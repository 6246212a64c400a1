pub use log::{trace, debug, info, warn, error};

pub fn initialize() -> Result<(), anyhow::Error> {
    env_logger::builder()
        .filter_level(log::LevelFilter::Info)
        .filter_module("zenith_rendergraph", log::LevelFilter::Info)
        .filter_module("zenith_task", log::LevelFilter::Warn)
        .parse_default_env()
        .try_init()?;

    Ok(())
}

/// Logger for unit tests, output is captured by the test harness.
/// Safe to call from every test.
pub fn initialize_for_test() {
    let _ = env_logger::builder()
        .filter_level(log::LevelFilter::Debug)
        .is_test(true)
        .try_init();
}
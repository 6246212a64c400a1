use std::fmt::{Debug, Formatter};
use std::hash::{Hash, Hasher};
use std::marker::PhantomData;
use std::sync::Arc;
use std::sync::atomic::{AtomicU64, Ordering};
use crate::descriptor::ImageFormat;
use crate::interface::{Buffer, Image, ResourceDescriptor, ResourceType, UniformBuffer};
use crate::rhi::RhiResource;
use crate::state::ResourceState;

pub trait GraphResource: Debug + Copy + Send + Sync + 'static {
    type Descriptor: Clone + Debug;

    const TYPE: ResourceType;

    fn wrap_descriptor(desc: Self::Descriptor) -> ResourceDescriptor;
}

/// Identifier unique represent an inner resource owned by render graph.
///
/// ## Safety
/// Used in the same render graph context. Should NOT be used across multiple render graph.
pub type GraphResourceId = u32;

/// Typed logical handle of a render graph resource.
///
/// Writing to a resource keeps its handle, there is no versioning.
#[repr(transparent)]
pub struct RenderGraphResource<R: GraphResource> {
    pub(crate) id: GraphResourceId,
    pub(crate) _marker: PhantomData<R>,
}

pub type RenderGraphImage = RenderGraphResource<Image>;
pub type RenderGraphBuffer = RenderGraphResource<Buffer>;
pub type RenderGraphUniformBuffer = RenderGraphResource<UniformBuffer>;

impl<R: GraphResource> RenderGraphResource<R> {
    #[inline]
    pub(crate) fn from_raw(id: GraphResourceId) -> Self {
        Self {
            id,
            _marker: PhantomData,
        }
    }

    #[inline]
    pub fn id(&self) -> GraphResourceId {
        self.id
    }

    #[inline]
    pub fn resource_type(&self) -> ResourceType {
        R::TYPE
    }
}

impl<R: GraphResource> Clone for RenderGraphResource<R> {
    fn clone(&self) -> Self {
        *self
    }
}

impl<R: GraphResource> Copy for RenderGraphResource<R> {}

impl<R: GraphResource> PartialEq for RenderGraphResource<R> {
    fn eq(&self, other: &Self) -> bool {
        self.id == other.id
    }
}

impl<R: GraphResource> Eq for RenderGraphResource<R> {}

impl<R: GraphResource> Hash for RenderGraphResource<R> {
    fn hash<H: Hasher>(&self, state: &mut H) {
        self.id.hash(state);
    }
}

impl<R: GraphResource> Debug for RenderGraphResource<R> {
    fn fmt(&self, f: &mut Formatter<'_>) -> std::fmt::Result {
        write!(f, "{}#{}", R::TYPE, self.id)
    }
}

// SAFETY: transparent over a `u32`, the marker is zero sized.
unsafe impl<R: GraphResource> bytemuck::Zeroable for RenderGraphResource<R> {}
// SAFETY: every bit pattern is a valid (possibly unknown) id and there is no padding.
unsafe impl<R: GraphResource> bytemuck::Pod for RenderGraphResource<R> {}

#[derive(Debug, Clone, Copy, PartialEq, Eq, Hash, PartialOrd, Ord)]
pub struct PhysicalResourceId(u64);

impl PhysicalResourceId {
    pub fn new() -> Self {
        static COUNTER: AtomicU64 = AtomicU64::new(0);
        PhysicalResourceId(COUNTER.fetch_add(1, Ordering::Relaxed))
    }
}

impl std::fmt::Display for PhysicalResourceId {
    fn fmt(&self, f: &mut Formatter<'_>) -> std::fmt::Result {
        write!(f, "Physical#{}", self.0)
    }
}

/// A GPU object paired with a process unique id.
///
/// Cloning shares the same object, equality compares the id.
#[derive(Clone)]
pub struct PhysicalResource {
    id: PhysicalResourceId,
    resource_type: ResourceType,
    raw: Arc<dyn RhiResource>,
}

impl PhysicalResource {
    pub fn new(resource_type: ResourceType, raw: Arc<dyn RhiResource>) -> Self {
        Self {
            id: PhysicalResourceId::new(),
            resource_type,
            raw,
        }
    }

    #[inline]
    pub fn id(&self) -> PhysicalResourceId {
        self.id
    }

    #[inline]
    pub fn resource_type(&self) -> ResourceType {
        self.resource_type
    }

    #[inline]
    pub fn raw(&self) -> &Arc<dyn RhiResource> {
        &self.raw
    }

    #[inline]
    pub fn byte_size(&self) -> u64 {
        self.raw.byte_size()
    }
}

impl PartialEq for PhysicalResource {
    fn eq(&self, other: &Self) -> bool {
        self.id == other.id
    }
}

impl Eq for PhysicalResource {}

impl Debug for PhysicalResource {
    fn fmt(&self, f: &mut Formatter<'_>) -> std::fmt::Result {
        write!(f, "{}({}, {:?})", self.id, self.resource_type, self.raw)
    }
}

pub(crate) enum ResourceOrigin {
    /// Materialized by the transient resource system. `producer` is `None` for graph level resources.
    Transient {
        descriptor: ResourceDescriptor,
        producer: Option<u32>,
    },
    External {
        resource: PhysicalResource,
        initial_state: ResourceState,
    },
}

pub(crate) struct ResourceStorage {
    pub(crate) name: String,
    pub(crate) id: GraphResourceId,
    pub(crate) resource_type: ResourceType,
    pub(crate) hash: u64,
    pub(crate) origin: ResourceOrigin,
    pub(crate) is_extracted: bool,
}

impl ResourceStorage {
    pub(crate) fn transient(id: GraphResourceId, descriptor: ResourceDescriptor, producer: Option<u32>) -> Self {
        Self {
            name: descriptor.name().to_owned(),
            id,
            resource_type: descriptor.resource_type(),
            hash: descriptor.content_hash(),
            origin: ResourceOrigin::Transient {
                descriptor,
                producer,
            },
            is_extracted: false,
        }
    }

    pub(crate) fn external(id: GraphResourceId, name: String, resource: PhysicalResource, initial_state: ResourceState) -> Self {
        Self {
            name,
            id,
            resource_type: resource.resource_type(),
            hash: 0,
            origin: ResourceOrigin::External {
                resource,
                initial_state,
            },
            is_extracted: false,
        }
    }

    #[inline]
    pub(crate) fn is_external(&self) -> bool {
        matches!(self.origin, ResourceOrigin::External { .. })
    }

    pub(crate) fn descriptor(&self) -> Option<&ResourceDescriptor> {
        match &self.origin {
            ResourceOrigin::Transient { descriptor, .. } => Some(descriptor),
            ResourceOrigin::External { .. } => None,
        }
    }

    pub(crate) fn initial_state(&self) -> Option<ResourceState> {
        match &self.origin {
            ResourceOrigin::External { initial_state, .. } => Some(*initial_state),
            ResourceOrigin::Transient { .. } => None,
        }
    }

    /// Resources observed outside of the graph keep their writers alive.
    pub(crate) fn is_persistent_output(&self) -> bool {
        self.is_extracted || match &self.origin {
            ResourceOrigin::External { .. } => true,
            ResourceOrigin::Transient { producer, .. } => producer.is_none(),
        }
    }

    /// Transient resources go back to the pool after their last use.
    pub(crate) fn is_surrenderable(&self) -> bool {
        !self.is_external() && !self.is_extracted
    }

    pub(crate) fn image_format(&self) -> Option<ImageFormat> {
        match &self.origin {
            ResourceOrigin::Transient { descriptor: ResourceDescriptor::Image(desc), .. } => Some(desc.format),
            ResourceOrigin::Transient { .. } => None,
            ResourceOrigin::External { resource, .. } => resource.raw().image_format(),
        }
    }

    #[inline]
    pub(crate) fn is_depth(&self) -> bool {
        self.image_format().is_some_and(ImageFormat::is_depth)
    }
}

pub(crate) mod utility {
    use crate::resource::{GraphResourceId, ResourceStorage};

    #[inline]
    pub(crate) fn resource_storage_ref(storage: &[ResourceStorage], id: GraphResourceId) -> Option<&ResourceStorage> {
        storage.get(id as usize)
    }
}
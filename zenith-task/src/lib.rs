//! Job system with named worker threads.
//!
//! There is no process-wide scheduler, owners create a [`JobSystem`] and hand it out explicitly.

mod job;
mod system;
mod worker;

pub use job::{AsJobState, Job, JobHandle, JobId, JobResult, JobState, PendingJob};
pub use system::JobSystem;
//! Validation-only bookkeeping, compiled into debug builds or with the `resource-tracking` feature.

use parking_lot::Mutex;
use zenith_core::collections::SmallVec;
use zenith_core::collections::hashmap::HashMap;
use crate::resource::{GraphResourceId, PhysicalResourceId};

/// Side table from physical resources back to every logical handle which was bound to them.
#[derive(Default)]
pub struct ResourceTracker {
    logical_handles: Mutex<HashMap<PhysicalResourceId, SmallVec<[GraphResourceId; 4]>>>,
}

impl ResourceTracker {
    pub(crate) fn record(&self, physical: PhysicalResourceId, logical: GraphResourceId) {
        let mut logical_handles = self.logical_handles.lock();
        let handles = logical_handles.entry(physical).or_default();
        if !handles.contains(&logical) {
            handles.push(logical);
        }
    }

    pub fn logical_handles_of(&self, physical: PhysicalResourceId) -> SmallVec<[GraphResourceId; 4]> {
        self.logical_handles
            .lock()
            .get(&physical)
            .cloned()
            .unwrap_or_default()
    }
}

_____

§ **Directions for this task**
Which lines above contain the word "Ordering"? Copy each one.

§ **Exercise output**
use std::sync::atomic::{AtomicU64, Ordering};
        PhysicalResourceId(COUNTER.fetch_add(1, Ordering::Relaxed))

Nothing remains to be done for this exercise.